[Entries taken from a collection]
-- Opening Marker --

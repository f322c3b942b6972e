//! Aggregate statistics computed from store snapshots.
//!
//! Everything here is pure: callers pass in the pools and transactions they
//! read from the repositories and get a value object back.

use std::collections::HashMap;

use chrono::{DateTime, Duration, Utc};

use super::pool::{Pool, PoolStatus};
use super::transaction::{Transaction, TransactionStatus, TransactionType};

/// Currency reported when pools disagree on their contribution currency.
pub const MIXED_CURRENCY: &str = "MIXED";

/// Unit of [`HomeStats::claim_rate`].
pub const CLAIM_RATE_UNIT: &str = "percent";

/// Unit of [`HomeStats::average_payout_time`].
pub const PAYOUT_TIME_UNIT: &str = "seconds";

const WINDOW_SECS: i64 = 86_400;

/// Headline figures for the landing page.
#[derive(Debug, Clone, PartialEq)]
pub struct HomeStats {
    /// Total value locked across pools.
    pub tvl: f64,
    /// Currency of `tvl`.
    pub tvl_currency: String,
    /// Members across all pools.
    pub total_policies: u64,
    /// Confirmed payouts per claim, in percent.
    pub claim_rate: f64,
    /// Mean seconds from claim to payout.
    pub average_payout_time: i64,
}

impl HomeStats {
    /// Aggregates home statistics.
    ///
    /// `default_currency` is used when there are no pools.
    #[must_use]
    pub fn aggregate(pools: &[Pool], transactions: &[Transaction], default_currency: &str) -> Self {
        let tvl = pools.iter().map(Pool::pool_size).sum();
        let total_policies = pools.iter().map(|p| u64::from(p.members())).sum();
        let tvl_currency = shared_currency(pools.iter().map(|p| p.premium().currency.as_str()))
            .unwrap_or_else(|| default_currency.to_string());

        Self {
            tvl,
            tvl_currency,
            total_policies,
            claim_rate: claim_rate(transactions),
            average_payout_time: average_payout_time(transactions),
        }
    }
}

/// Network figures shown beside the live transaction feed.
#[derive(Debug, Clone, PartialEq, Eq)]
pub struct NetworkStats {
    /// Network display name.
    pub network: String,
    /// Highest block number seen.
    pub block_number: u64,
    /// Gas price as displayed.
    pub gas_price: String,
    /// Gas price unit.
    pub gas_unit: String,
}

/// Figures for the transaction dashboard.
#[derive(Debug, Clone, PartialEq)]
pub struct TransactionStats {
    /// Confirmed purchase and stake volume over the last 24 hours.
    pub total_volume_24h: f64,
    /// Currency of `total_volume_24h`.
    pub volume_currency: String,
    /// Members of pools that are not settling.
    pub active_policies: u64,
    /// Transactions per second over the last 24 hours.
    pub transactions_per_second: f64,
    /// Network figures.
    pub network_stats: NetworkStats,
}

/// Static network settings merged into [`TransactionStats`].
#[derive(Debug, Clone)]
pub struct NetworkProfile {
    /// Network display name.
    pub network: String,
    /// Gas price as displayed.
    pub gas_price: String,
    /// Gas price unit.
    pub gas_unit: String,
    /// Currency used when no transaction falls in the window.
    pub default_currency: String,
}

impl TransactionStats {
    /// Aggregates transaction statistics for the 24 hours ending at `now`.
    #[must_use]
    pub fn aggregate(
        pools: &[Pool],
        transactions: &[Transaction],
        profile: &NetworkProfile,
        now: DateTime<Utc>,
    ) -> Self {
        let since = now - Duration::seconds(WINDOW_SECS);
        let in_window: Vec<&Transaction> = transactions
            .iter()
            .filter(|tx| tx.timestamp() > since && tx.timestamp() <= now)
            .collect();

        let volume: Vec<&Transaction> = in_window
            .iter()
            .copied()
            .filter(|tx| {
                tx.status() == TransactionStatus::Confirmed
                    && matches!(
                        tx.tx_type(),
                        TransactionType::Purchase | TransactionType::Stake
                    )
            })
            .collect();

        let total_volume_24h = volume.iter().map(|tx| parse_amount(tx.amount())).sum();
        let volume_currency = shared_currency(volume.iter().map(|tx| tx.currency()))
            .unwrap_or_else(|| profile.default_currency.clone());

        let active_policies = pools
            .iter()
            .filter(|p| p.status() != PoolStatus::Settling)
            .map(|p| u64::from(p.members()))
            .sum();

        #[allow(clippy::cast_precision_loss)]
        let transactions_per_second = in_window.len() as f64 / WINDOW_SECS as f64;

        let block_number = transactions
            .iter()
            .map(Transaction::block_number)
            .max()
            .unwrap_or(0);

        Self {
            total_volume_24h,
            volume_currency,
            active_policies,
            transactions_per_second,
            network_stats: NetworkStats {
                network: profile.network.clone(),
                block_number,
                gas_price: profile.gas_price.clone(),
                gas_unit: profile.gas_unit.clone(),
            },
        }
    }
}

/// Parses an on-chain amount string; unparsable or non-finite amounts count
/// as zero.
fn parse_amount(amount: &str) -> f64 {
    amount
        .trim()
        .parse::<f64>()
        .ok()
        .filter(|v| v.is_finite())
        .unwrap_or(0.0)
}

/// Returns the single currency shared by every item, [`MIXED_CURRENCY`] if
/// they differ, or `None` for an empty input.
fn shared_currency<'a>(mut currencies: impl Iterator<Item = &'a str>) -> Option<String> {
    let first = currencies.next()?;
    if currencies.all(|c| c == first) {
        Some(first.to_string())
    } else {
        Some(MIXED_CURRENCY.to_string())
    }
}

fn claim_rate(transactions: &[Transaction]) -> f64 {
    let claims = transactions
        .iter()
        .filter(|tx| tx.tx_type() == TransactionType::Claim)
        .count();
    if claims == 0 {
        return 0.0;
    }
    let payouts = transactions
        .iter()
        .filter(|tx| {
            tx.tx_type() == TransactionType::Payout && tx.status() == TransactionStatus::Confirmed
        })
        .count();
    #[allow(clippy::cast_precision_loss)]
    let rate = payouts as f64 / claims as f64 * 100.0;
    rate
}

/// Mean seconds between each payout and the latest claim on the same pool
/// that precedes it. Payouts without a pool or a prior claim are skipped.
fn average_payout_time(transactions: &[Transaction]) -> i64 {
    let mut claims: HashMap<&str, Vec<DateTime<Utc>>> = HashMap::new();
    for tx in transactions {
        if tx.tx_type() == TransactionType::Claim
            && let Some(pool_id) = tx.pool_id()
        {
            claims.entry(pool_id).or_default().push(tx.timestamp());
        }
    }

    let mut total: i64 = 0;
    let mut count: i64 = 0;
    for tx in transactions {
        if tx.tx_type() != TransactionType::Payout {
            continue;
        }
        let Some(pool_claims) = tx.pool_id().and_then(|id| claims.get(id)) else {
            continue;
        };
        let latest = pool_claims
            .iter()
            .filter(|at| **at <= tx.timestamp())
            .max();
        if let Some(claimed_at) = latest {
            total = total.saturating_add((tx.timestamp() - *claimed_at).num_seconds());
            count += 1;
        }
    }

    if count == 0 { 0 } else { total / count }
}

-- Closing Marker --
-- Opening Marker --

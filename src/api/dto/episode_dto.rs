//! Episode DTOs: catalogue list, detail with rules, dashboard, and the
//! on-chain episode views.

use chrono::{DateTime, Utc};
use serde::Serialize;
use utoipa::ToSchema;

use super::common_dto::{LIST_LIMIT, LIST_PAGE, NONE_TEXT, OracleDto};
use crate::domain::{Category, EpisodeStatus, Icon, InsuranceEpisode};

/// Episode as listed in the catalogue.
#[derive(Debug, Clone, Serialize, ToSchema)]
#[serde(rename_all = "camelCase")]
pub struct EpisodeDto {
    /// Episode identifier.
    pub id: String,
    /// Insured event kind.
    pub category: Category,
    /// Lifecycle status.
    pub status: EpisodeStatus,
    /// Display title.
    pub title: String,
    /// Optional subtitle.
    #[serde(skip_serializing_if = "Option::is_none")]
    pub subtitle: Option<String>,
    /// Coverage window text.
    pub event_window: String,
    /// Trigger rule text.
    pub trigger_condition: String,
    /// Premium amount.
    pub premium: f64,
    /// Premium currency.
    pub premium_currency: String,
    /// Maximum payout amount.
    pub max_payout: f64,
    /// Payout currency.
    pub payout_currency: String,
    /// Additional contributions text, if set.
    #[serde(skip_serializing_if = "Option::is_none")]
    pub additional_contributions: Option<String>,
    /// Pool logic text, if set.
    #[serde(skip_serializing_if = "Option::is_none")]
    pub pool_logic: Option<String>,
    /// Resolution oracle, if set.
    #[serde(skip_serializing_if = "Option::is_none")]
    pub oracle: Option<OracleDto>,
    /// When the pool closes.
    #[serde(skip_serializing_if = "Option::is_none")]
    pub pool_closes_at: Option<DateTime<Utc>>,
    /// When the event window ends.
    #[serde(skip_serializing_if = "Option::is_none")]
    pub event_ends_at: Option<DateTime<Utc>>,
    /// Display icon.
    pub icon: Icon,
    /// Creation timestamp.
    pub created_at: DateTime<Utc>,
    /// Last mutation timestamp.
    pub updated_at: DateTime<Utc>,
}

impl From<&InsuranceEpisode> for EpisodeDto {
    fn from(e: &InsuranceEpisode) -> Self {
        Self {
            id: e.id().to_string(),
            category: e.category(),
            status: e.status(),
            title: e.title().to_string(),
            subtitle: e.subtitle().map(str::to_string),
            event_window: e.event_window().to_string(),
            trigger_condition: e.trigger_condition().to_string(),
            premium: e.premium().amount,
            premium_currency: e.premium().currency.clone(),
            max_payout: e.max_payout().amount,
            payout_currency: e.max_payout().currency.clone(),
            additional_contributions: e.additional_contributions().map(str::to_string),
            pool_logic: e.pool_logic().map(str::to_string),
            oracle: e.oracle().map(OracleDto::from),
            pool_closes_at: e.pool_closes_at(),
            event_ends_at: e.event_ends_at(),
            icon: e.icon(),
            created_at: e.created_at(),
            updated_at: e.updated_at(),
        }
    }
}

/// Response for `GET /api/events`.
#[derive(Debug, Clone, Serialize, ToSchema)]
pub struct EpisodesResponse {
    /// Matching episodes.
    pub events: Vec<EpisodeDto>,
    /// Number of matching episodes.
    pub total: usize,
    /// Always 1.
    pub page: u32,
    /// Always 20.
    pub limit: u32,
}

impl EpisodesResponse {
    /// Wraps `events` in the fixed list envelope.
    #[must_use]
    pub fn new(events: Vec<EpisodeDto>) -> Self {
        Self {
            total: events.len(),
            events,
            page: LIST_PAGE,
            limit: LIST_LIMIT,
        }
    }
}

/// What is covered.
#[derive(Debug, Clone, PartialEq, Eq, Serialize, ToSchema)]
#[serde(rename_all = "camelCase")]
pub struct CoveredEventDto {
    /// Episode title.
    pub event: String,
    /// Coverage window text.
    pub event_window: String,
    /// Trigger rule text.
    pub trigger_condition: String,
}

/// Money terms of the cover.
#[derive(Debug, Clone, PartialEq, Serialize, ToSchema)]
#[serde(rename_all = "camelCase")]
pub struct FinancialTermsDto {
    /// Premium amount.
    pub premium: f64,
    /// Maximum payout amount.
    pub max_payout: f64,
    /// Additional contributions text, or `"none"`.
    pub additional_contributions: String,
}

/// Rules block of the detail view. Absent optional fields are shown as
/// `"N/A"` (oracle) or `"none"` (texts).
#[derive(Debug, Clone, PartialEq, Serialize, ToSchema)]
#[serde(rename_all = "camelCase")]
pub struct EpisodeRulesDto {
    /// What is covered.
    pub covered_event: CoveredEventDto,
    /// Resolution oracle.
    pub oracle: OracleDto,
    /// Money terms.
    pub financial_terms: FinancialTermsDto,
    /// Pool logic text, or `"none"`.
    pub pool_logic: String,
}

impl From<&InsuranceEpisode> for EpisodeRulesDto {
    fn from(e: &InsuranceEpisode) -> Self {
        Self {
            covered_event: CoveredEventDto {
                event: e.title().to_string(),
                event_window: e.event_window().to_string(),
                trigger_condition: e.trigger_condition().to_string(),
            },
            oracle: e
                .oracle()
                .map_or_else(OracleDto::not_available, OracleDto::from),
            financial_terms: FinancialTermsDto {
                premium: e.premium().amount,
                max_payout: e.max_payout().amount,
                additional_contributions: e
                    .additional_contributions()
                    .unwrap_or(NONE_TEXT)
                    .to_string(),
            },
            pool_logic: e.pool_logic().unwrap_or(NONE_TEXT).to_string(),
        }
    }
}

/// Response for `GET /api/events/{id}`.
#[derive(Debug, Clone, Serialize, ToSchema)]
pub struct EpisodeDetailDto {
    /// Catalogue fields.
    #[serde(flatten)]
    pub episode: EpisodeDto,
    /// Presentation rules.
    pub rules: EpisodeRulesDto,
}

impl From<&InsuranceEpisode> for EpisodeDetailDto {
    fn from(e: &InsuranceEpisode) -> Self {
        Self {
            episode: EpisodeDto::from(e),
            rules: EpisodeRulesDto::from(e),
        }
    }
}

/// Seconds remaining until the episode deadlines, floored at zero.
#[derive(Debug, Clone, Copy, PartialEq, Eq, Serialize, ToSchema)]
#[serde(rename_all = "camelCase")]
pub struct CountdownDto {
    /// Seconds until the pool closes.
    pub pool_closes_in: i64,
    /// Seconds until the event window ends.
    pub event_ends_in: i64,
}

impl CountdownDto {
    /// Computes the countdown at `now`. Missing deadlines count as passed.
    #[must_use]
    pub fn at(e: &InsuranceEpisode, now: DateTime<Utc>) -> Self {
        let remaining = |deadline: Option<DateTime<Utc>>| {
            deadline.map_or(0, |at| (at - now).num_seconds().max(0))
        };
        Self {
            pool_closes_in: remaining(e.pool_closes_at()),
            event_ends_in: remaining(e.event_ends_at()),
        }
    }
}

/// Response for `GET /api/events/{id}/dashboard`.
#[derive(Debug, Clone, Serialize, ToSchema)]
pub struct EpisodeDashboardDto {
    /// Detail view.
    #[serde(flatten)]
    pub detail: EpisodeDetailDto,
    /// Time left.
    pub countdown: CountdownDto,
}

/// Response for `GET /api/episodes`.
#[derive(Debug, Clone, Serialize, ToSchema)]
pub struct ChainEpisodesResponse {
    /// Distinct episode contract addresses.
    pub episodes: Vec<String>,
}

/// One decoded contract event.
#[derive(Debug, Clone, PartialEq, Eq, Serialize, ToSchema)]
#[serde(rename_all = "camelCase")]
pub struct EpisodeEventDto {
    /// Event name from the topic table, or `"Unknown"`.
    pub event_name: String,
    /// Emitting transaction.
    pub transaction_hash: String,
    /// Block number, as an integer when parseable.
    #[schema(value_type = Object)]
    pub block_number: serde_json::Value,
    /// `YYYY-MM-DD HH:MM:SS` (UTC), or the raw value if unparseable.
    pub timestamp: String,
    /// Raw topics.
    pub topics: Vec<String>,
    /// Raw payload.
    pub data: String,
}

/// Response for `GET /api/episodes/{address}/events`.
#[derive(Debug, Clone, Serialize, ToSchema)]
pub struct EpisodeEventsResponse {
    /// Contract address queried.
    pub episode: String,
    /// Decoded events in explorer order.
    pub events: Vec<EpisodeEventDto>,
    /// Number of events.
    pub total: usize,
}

-- Closing Marker --

- Directions
Reproduce each line of the entries in which the word "const" is found.

- Task response
pub const MIXED_CURRENCY: &str = "MIXED";
pub const CLAIM_RATE_UNIT: &str = "percent";
pub const PAYOUT_TIME_UNIT: &str = "seconds";
const WINDOW_SECS: i64 = 86_400;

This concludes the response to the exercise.